Exercise details:
Each line of the listing that contains the word "AppState" is to be copied.

___ Information given

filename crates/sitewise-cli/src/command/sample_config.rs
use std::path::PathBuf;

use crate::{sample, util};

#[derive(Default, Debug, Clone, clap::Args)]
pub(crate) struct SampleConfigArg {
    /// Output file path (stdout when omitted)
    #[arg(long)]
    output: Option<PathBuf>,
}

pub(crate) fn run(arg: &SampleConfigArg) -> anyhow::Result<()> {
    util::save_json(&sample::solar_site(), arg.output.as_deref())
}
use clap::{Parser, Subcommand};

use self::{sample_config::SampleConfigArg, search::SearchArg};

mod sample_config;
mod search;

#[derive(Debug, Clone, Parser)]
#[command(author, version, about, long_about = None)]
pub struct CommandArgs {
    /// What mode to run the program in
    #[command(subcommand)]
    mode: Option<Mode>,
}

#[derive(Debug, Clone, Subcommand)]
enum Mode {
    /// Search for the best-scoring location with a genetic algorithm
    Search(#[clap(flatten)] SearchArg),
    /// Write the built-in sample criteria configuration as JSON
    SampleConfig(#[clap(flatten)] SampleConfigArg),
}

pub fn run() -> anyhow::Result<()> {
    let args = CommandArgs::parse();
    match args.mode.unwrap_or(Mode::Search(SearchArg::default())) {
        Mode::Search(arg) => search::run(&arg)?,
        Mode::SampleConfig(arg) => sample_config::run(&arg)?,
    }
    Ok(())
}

______
___ Information given

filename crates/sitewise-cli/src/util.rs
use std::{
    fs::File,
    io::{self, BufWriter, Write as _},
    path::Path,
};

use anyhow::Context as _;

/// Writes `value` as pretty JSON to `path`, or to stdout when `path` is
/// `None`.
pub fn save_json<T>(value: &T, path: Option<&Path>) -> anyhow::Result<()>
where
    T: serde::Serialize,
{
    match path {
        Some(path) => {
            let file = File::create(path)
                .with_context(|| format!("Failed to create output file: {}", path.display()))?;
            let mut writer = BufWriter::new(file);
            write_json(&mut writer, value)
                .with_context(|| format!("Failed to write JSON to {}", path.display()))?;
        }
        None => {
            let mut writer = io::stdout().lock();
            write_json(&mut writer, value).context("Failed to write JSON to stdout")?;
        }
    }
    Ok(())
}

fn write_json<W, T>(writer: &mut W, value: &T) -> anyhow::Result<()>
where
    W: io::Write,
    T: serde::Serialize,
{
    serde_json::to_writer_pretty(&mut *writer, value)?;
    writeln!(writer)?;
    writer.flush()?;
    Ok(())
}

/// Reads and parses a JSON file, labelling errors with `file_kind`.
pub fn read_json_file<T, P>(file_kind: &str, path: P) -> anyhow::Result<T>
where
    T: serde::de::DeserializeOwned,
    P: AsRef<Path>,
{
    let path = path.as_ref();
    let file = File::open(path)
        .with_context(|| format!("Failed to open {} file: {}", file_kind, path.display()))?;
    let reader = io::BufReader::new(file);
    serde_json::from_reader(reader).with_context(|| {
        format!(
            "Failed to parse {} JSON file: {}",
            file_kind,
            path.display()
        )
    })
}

______
___ Information given

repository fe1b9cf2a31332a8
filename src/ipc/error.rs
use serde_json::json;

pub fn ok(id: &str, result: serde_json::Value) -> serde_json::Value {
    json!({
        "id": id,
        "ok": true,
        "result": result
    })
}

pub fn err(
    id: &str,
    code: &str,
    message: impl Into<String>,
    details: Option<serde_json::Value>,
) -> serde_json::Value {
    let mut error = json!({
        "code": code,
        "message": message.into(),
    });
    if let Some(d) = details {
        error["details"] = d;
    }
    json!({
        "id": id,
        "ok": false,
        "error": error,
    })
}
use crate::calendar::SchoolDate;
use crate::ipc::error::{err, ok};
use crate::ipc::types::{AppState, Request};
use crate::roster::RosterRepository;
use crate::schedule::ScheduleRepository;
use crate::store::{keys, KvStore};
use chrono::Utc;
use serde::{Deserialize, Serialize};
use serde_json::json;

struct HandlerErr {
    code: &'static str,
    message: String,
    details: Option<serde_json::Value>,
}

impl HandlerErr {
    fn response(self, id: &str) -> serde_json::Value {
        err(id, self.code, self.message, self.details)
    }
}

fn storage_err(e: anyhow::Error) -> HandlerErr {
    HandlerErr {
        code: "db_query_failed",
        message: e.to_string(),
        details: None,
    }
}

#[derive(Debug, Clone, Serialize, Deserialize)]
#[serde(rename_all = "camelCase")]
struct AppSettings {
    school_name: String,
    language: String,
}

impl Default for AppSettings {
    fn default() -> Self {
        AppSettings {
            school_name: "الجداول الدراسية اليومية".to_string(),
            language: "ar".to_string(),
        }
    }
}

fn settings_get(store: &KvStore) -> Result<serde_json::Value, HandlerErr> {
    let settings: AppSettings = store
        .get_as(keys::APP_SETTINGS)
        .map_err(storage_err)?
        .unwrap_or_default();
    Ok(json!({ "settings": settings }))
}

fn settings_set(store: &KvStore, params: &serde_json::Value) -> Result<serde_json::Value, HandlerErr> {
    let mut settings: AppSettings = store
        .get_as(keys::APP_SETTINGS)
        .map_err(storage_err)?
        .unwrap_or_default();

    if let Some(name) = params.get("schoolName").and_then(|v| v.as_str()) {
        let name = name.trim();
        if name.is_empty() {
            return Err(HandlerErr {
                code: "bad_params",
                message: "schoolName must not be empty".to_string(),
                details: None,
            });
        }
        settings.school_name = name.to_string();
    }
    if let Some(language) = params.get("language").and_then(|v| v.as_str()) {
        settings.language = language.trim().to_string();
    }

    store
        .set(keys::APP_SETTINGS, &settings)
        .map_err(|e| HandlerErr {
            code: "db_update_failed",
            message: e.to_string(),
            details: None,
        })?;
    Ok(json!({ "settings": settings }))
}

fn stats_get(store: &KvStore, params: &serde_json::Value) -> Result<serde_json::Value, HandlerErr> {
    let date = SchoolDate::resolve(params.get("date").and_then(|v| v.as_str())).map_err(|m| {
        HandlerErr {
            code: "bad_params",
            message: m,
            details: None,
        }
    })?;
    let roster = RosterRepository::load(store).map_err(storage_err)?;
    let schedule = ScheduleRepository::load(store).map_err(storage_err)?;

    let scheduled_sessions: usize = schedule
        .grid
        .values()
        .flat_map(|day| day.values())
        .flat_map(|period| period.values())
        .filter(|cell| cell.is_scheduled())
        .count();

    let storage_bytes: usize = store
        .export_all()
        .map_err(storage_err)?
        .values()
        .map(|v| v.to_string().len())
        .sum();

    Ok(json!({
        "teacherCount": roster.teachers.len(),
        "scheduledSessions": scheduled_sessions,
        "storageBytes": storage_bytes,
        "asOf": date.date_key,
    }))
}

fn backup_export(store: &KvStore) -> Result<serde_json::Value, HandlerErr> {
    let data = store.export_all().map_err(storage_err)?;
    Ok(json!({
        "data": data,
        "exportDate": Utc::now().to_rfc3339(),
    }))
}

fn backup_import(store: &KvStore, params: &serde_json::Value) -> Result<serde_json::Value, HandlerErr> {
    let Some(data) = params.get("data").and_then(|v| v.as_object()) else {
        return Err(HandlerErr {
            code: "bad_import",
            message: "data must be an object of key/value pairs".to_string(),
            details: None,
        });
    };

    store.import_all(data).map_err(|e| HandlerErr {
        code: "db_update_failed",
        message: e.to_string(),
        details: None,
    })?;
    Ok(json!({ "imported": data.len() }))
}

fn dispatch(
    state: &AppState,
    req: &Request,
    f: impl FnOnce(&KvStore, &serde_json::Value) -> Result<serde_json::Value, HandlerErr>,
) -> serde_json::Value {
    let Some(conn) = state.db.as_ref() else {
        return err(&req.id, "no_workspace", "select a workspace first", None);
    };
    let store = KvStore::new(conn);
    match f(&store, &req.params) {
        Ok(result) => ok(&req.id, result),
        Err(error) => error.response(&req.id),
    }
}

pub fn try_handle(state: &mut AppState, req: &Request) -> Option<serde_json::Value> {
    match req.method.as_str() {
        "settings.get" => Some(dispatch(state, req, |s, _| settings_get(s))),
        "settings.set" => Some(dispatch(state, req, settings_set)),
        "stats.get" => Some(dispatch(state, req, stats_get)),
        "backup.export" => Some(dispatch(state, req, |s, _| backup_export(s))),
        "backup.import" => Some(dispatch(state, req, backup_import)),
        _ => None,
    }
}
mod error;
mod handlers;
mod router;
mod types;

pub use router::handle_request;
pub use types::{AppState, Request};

______

Your response:
use crate::ipc::types::{AppState, Request};
    state: &AppState,
pub fn try_handle(state: &mut AppState, req: &Request) -> Option<serde_json::Value> {
pub use types::{AppState, Request};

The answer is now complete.